Baolong Zhang, Haiyan Huang, Dongxia Wang

Abstract


This paper highlights the point that correct forecasting of the expense of medical insurance is essential in the better decision-making of individuals, insurers, and policymakers to efficiently allocate resources in the dynamically changing environment of healthcare financing. While recent studies have extensively explored machine learning (ML) approaches for medical insurance cost prediction, there remains a critical need to improve their accuracy and reliability, driving the pursuit of more effective methods to enhance the precis. In the context of these caveats, there exists a research gap to which this investigation attempts to contribute by proffering an ML method using the Gradient Boosting Regressor (GBR), through which one can enhance the level and quality of prediction for medical insurance expenses. To deal with this, this study presents a GBR base approach for predicting medical insurance costs from a dataset of 1,339 samples with seven features, such as age, sex, BMI, smoking, and region. The dataset from Kaggle offers thorough coverage of the factors affecting medical insurance costs.
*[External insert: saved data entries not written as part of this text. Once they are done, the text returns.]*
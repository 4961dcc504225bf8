//! Access control entries and lists.

use serde::{Deserialize, Serialize};
use std::collections::BTreeSet;

/// Internal sentinels stored in place of the configured display aliases.
pub mod principals {
    pub const ANONYMOUS_IN_DB: &str = "__anonymous__";
    pub const ANYONE_IN_DB: &str = "__anyone__";
}

/// Basic permissions, each implying the ones before it.
#[derive(Debug, Clone, Copy, PartialEq, Eq, PartialOrd, Ord, Hash, Serialize, Deserialize)]
pub enum Permission {
    Read,
    Write,
    All,
}

impl Permission {
    pub const READ: &'static str = "cmis:read";
    pub const WRITE: &'static str = "cmis:write";
    pub const ALL: &'static str = "cmis:all";

    pub fn as_str(&self) -> &'static str {
        match self {
            Permission::Read => Self::READ,
            Permission::Write => Self::WRITE,
            Permission::All => Self::ALL,
        }
    }

    pub fn parse(s: &str) -> Option<Self> {
        match s {
            Self::READ => Some(Permission::Read),
            Self::WRITE => Some(Permission::Write),
            Self::ALL => Some(Permission::All),
            _ => None,
        }
    }

    /// Whether holding `granted` satisfies `self`.
    pub fn is_satisfied_by(&self, granted: &str) -> bool {
        Permission::parse(granted).is_some_and(|g| g >= *self)
    }
}

/// A single access control entry.
#[derive(Debug, Clone, PartialEq, Eq, Serialize, Deserialize)]
pub struct Ace {
    pub principal_id: String,
    pub permissions: BTreeSet<String>,
    /// False for entries computed from an ancestor.
    pub direct: bool,
    /// Entry applies to this object only and is not inherited by children.
    pub object_only: bool,
}

impl Ace {
    pub fn new<I, S>(principal_id: &str, permissions: I) -> Self
    where
        I: IntoIterator<Item = S>,
        S: Into<String>,
    {
        Self {
            principal_id: principal_id.to_string(),
            permissions: permissions.into_iter().map(Into::into).collect(),
            direct: true,
            object_only: false,
        }
    }

    pub fn grants(&self, required: Permission) -> bool {
        self.permissions.iter().any(|p| required.is_satisfied_by(p))
    }
}

/// Ordered access control list.
#[derive(Debug, Clone, Default, PartialEq, Eq, Serialize, Deserialize)]
pub struct Acl {
    pub aces: Vec<Ace>,
}

impl Acl {
    pub fn new(aces: Vec<Ace>) -> Self {
        Self { aces }
    }

    pub fn is_empty(&self) -> bool {
        self.aces.is_empty()
    }

    pub fn get(&self, principal_id: &str) -> Option<&Ace> {
        self.aces.iter().find(|a| a.principal_id == principal_id)
    }

    pub fn direct_aces(&self) -> impl Iterator<Item = &Ace> {
        self.aces.iter().filter(|a| a.direct)
    }

    pub fn principals(&self) -> impl Iterator<Item = &str> {
        self.aces.iter().map(|a| a.principal_id.as_str())
    }
}

/// How an applied ACL spreads to descendants.
#[derive(Debug, Clone, Copy, PartialEq, Eq, Default, Serialize, Deserialize)]
pub enum AclPropagation {
    ObjectOnly,
    Propagate,
    #[default]
    RepositoryDetermined,
}

#[cfg(test)]
mod tests {
    use super::*;

    #[test]
    fn test_permission_implication() {
        assert!(Permission::Read.is_satisfied_by(Permission::ALL));
        assert!(Permission::Read.is_satisfied_by(Permission::WRITE));
        assert!(Permission::Write.is_satisfied_by(Permission::ALL));
        assert!(!Permission::Write.is_satisfied_by(Permission::READ));
        assert!(!Permission::All.is_satisfied_by(Permission::WRITE));
        assert!(!Permission::Read.is_satisfied_by("acme:approve"));
    }

    #[test]
    fn test_ace_grants() {
        let ace = Ace::new("u1", [Permission::WRITE]);
        assert!(ace.grants(Permission::Read));
        assert!(ace.grants(Permission::Write));
        assert!(!ace.grants(Permission::All));
    }
}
Our approach involves extensive preprocessing of the data, including one-hot encoding for categorical features, followed by training, validation, and evaluation of the model using an 80/20 train-test split. We rigorously evaluated the performance of the GBR model using the metrics of Root Mean Squared Error (RMSE), Mean Absolute Error (MAE), R-squared (R²), Mean Absolute Percentage Error (MAPE), and Explained Variance Score (EVS). Experimental outcome further establishes that the best-performing model is the GBR model, based on obtained results as reflecting better predictive accuracy. Comparison with Linear Regression, Random Forest, Support Vector Regression, K-Nearest Neighbors, and Neural Networks further established that the best precision (0.908), recall (0.903), and F1-score (0.899) is achieved by the GBR model. These findings support the effectiveness of the GBR model as a powerful tool for capturing nonlinear patterns of relationship underlying the data, for predicting medical insurance costs. This research highlights the usefulness of sophisticated techniques of machine learning for improving predictive modeling of healthcare finances.